**** Source data ****
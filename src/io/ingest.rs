//! CSV cohort ingest.
//!
//! Turns a spreadsheet-style CSV (one subject per row) into a list of
//! [`Subject`]s ready for scoring.
//!
//! - Header names are case-insensitive; a few common aliases are accepted
//!   (`hdl`, `smoker`, `diabetes`, `height`, ...).
//! - Empty cells mean *absent*, never zero.
//! - A row with an unparseable value is skipped and reported as a [`RowError`];
//!   the remaining rows are still used.

use std::collections::HashMap;
use std::fs::File;
use std::io::Read;
use std::path::Path;

use csv::StringRecord;

use crate::domain::{Gender, Race, RisksFactors, Subject};
use crate::error::AppError;

/// Recognized columns, in export order, with their accepted aliases.
const COLUMNS: [(&str, &[&str]); 13] = [
    ("id", &["subject", "subject_id"]),
    ("age", &[]),
    ("gender", &["sex"]),
    ("race", &[]),
    ("country", &["country_code"]),
    ("cholesterol", &["total_cholesterol", "tc"]),
    ("cholesterol_hdl", &["hdl"]),
    ("sbp", &["systolic"]),
    ("is_smoker", &["smoker"]),
    ("hypertension_treatment", &["bp_treated", "treated"]),
    ("has_diabetes", &["diabetes", "diabetic"]),
    ("body_height", &["height"]),
    ("body_weight", &["weight"]),
];

/// A row-level error encountered during ingest.
#[derive(Debug, Clone, PartialEq)]
pub struct RowError {
    pub line: usize,
    pub id: Option<String>,
    pub message: String,
}

/// Ingest output: parsed subjects plus everything that was skipped.
#[derive(Debug, Clone)]
pub struct IngestedCohort {
    pub subjects: Vec<Subject>,
    pub row_errors: Vec<RowError>,
    pub rows_read: usize,
}

impl IngestedCohort {
    pub fn rows_used(&self) -> usize {
        self.subjects.len()
    }
}

/// Load a cohort CSV from disk.
pub fn load_cohort(path: &Path) -> Result<IngestedCohort, AppError> {
    let file = File::open(path)
        .map_err(|e| AppError::input(format!("Failed to open CSV '{}': {e}", path.display())))?;
    let cohort = read_cohort(file)?;

    tracing::debug!(
        path = %path.display(),
        rows_read = cohort.rows_read,
        rows_used = cohort.rows_used(),
        row_errors = cohort.row_errors.len(),
        "ingested cohort"
    );
    Ok(cohort)
}

/// Parse a cohort CSV from any reader.
pub fn read_cohort<R: Read>(input: R) -> Result<IngestedCohort, AppError> {
    let mut reader = csv::ReaderBuilder::new()
        .flexible(true)
        .trim(csv::Trim::All)
        .from_reader(input);

    let headers = reader
        .headers()
        .map_err(|e| AppError::input(format!("Failed to read CSV headers: {e}")))?
        .clone();

    let header_map = build_header_map(&headers);
    ensure_factor_columns_exist(&header_map)?;

    let mut subjects = Vec::new();
    let mut row_errors = Vec::new();
    let mut rows_read = 0usize;

    for (idx, result) in reader.records().enumerate() {
        // records() starts on the line after the header; lines are 1-based.
        let line = idx + 2;
        rows_read += 1;

        let record = match result {
            Ok(r) => r,
            Err(e) => {
                row_errors.push(RowError {
                    line,
                    id: None,
                    message: format!("CSV parse error: {e}"),
                });
                continue;
            }
        };

        let id = get_optional(&record, &header_map, "id")
            .map(str::to_string)
            .unwrap_or_else(|| format!("row-{line}"));

        match parse_factors(&record, &header_map) {
            Ok(factors) => subjects.push(Subject { id, factors }),
            Err(message) => row_errors.push(RowError {
                line,
                id: Some(id),
                message,
            }),
        }
    }

    if subjects.is_empty() {
        return Err(AppError::new(3, "No valid rows in cohort CSV."));
    }

    Ok(IngestedCohort {
        subjects,
        row_errors,
        rows_read,
    })
}

/// Canonical column names, in the order the export writes them.
pub fn cohort_columns() -> impl Iterator<Item = &'static str> {
    COLUMNS.iter().map(|(name, _)| *name)
}

fn build_header_map(headers: &StringRecord) -> HashMap<&'static str, usize> {
    let mut map = HashMap::new();
    for (idx, raw) in headers.iter().enumerate() {
        let name = normalize_header_name(raw);
        let canonical = COLUMNS
            .iter()
            .find(|(canonical, aliases)| *canonical == name || aliases.contains(&name.as_str()))
            .map(|(canonical, _)| *canonical);
        if let Some(canonical) = canonical {
            // First occurrence wins.
            map.entry(canonical).or_insert(idx);
        }
    }
    map
}

fn normalize_header_name(name: &str) -> String {
    // Strip the BOM some spreadsheet tools put before the first header.
    let name = name.trim().trim_start_matches('\u{feff}');
    name.to_ascii_lowercase().replace([' ', '-'], "_")
}

fn ensure_factor_columns_exist(header_map: &HashMap<&'static str, usize>) -> Result<(), AppError> {
    if header_map.keys().any(|name| *name != "id") {
        return Ok(());
    }
    let expected: Vec<&str> = cohort_columns().skip(1).collect();
    Err(AppError::input(format!(
        "CSV has no recognized factor columns. Expected some of: {}",
        expected.join(", ")
    )))
}

fn parse_factors(record: &StringRecord, header_map: &HashMap<&'static str, usize>) -> Result<RisksFactors, String> {
    let cell = |name: &str| get_optional(record, header_map, name);

    Ok(RisksFactors {
        age: parse_opt(cell("age"), "age", parse_age)?,
        cholesterol: parse_opt(cell("cholesterol"), "cholesterol", parse_f32)?,
        cholesterol_hdl: parse_opt(cell("cholesterol_hdl"), "cholesterol_hdl", parse_f32)?,
        sbp: parse_opt(cell("sbp"), "sbp", parse_f32)?,
        is_smoker: parse_opt(cell("is_smoker"), "is_smoker", parse_bool)?,
        hypertension_treatment: parse_opt(cell("hypertension_treatment"), "hypertension_treatment", parse_bool)?,
        has_diabetes: parse_opt(cell("has_diabetes"), "has_diabetes", parse_bool)?,
        body_height: parse_opt(cell("body_height"), "body_height", parse_f32)?,
        body_weight: parse_opt(cell("body_weight"), "body_weight", parse_f32)?,
        gender: parse_opt(cell("gender"), "gender", parse_gender)?,
        country: cell("country").map(str::to_ascii_uppercase).unwrap_or_default(),
        race: parse_opt(cell("race"), "race", parse_race)?,
    })
}

fn parse_opt<T>(value: Option<&str>, field: &str, parse: fn(&str) -> Option<T>) -> Result<Option<T>, String> {
    match value {
        None => Ok(None),
        Some(s) => parse(s)
            .map(Some)
            .ok_or_else(|| format!("Invalid `{field}` value '{s}'.")),
    }
}

fn parse_age(s: &str) -> Option<i32> {
    s.parse::<i32>()
        .ok()
        .or_else(|| parse_f32(s).filter(|v| v.fract() == 0.0).map(|v| v as i32))
}

fn parse_f32(s: &str) -> Option<f32> {
    let v = s.parse::<f32>().ok()?;
    if v.is_finite() { Some(v) } else { None }
}

fn parse_bool(s: &str) -> Option<bool> {
    match s.to_ascii_lowercase().as_str() {
        "1" | "true" | "yes" | "y" | "t" => Some(true),
        "0" | "false" | "no" | "n" | "f" => Some(false),
        _ => None,
    }
}

fn parse_gender(s: &str) -> Option<Gender> {
    match s.to_ascii_lowercase().as_str() {
        "male" | "m" => Some(Gender::Male),
        "female" | "f" => Some(Gender::Female),
        "other" | "o" => Some(Gender::Other),
        _ => None,
    }
}

fn parse_race(s: &str) -> Option<Race> {
    match s.to_ascii_lowercase().replace([' ', '-'], "_").as_str() {
        "white" => Some(Race::White),
        "african_american" | "black" | "aa" => Some(Race::AfricanAmerican),
        "other" => Some(Race::Other),
        _ => None,
    }
}

fn get_optional<'a>(record: &'a StringRecord, header_map: &HashMap<&'static str, usize>, name: &str) -> Option<&'a str> {
    let idx = header_map.get(name)?;
    record.get(*idx).map(str::trim).filter(|s| !s.is_empty())
}

#[cfg(test)]
mod tests {
    use super::*;

    #[test]
    fn parses_rows_with_aliases_and_empty_cells() {
        let csv = "\u{feff}ID,Age,Sex,HDL,Cholesterol,SBP,Smoker,Treated,Diabetes,Height,Weight,Country,Race\n\
                   a,55,M,50,200,130,no,0,false,175,80,us,white\n\
                   b,61,female,,,,,,,,,,\n";
        let cohort = read_cohort(csv.as_bytes()).unwrap();
        assert_eq!(cohort.rows_read, 2);
        assert_eq!(cohort.rows_used(), 2);
        assert!(cohort.row_errors.is_empty());

        let a = &cohort.subjects[0];
        assert_eq!(a.id, "a");
        assert_eq!(a.factors.age, Some(55));
        assert_eq!(a.factors.gender, Some(Gender::Male));
        assert_eq!(a.factors.cholesterol_hdl, Some(50.0));
        assert_eq!(a.factors.is_smoker, Some(false));
        assert_eq!(a.factors.country, "US");
        assert_eq!(a.factors.race, Some(Race::White));

        let b = &cohort.subjects[1];
        assert_eq!(b.factors.gender, Some(Gender::Female));
        assert_eq!(b.factors.sbp, None);
        assert_eq!(b.factors.is_smoker, None);
        assert_eq!(b.factors.country, "");
    }

    #[test]
    fn bad_rows_are_reported_and_skipped() {
        let csv = "age,gender,sbp\n50,male,120\nfifty,male,120\n60,robot,130\n";
        let cohort = read_cohort(csv.as_bytes()).unwrap();
        assert_eq!(cohort.rows_used(), 1);
        assert_eq!(cohort.subjects[0].id, "row-2");
        assert_eq!(cohort.row_errors.len(), 2);
        assert_eq!(cohort.row_errors[0].line, 3);
        assert!(cohort.row_errors[0].message.contains("age"));
        assert!(cohort.row_errors[1].message.contains("gender"));
    }

    #[test]
    fn unknown_schema_is_an_input_error() {
        let err = read_cohort("foo,bar\n1,2\n".as_bytes()).unwrap_err();
        assert_eq!(err.exit_code(), 2);
    }

    #[test]
    fn no_usable_rows_is_exit_code_three() {
        let err = read_cohort("age\nold\n".as_bytes()).unwrap_err();
        assert_eq!(err.exit_code(), 3);
    }

    #[test]
    fn whole_number_floats_are_accepted_as_ages() {
        assert_eq!(parse_age("47"), Some(47));
        assert_eq!(parse_age("47.0"), Some(47));
        assert_eq!(parse_age("47.5"), None);
    }
}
****
Directions for this task -
In your answer, include only the lines above starting at the line that holds "Ok(factors) => subjects.push(Subject" and ending at the line that holds "First occurrence wins.", copied exactly.

Task output -
            Ok(factors) => subjects.push(Subject { id, factors }),
            Err(message) => row_errors.push(RowError {
                line,
                id: Some(id),
                message,
            }),
        }
    }

    if subjects.is_empty() {
        return Err(AppError::new(3, "No valid rows in cohort CSV."));
    }

    Ok(IngestedCohort {
        subjects,
        row_errors,
        rows_read,
    })
}

/// Canonical column names, in the order the export writes them.
pub fn cohort_columns() -> impl Iterator<Item = &'static str> {
    COLUMNS.iter().map(|(name, _)| *name)
}

fn build_header_map(headers: &StringRecord) -> HashMap<&'static str, usize> {
    let mut map = HashMap::new();
    for (idx, raw) in headers.iter().enumerate() {
        let name = normalize_header_name(raw);
        let canonical = COLUMNS
            .iter()
            .find(|(canonical, aliases)| *canonical == name || aliases.contains(&name.as_str()))
            .map(|(canonical, _)| *canonical);
        if let Some(canonical) = canonical {
            // First occurrence wins.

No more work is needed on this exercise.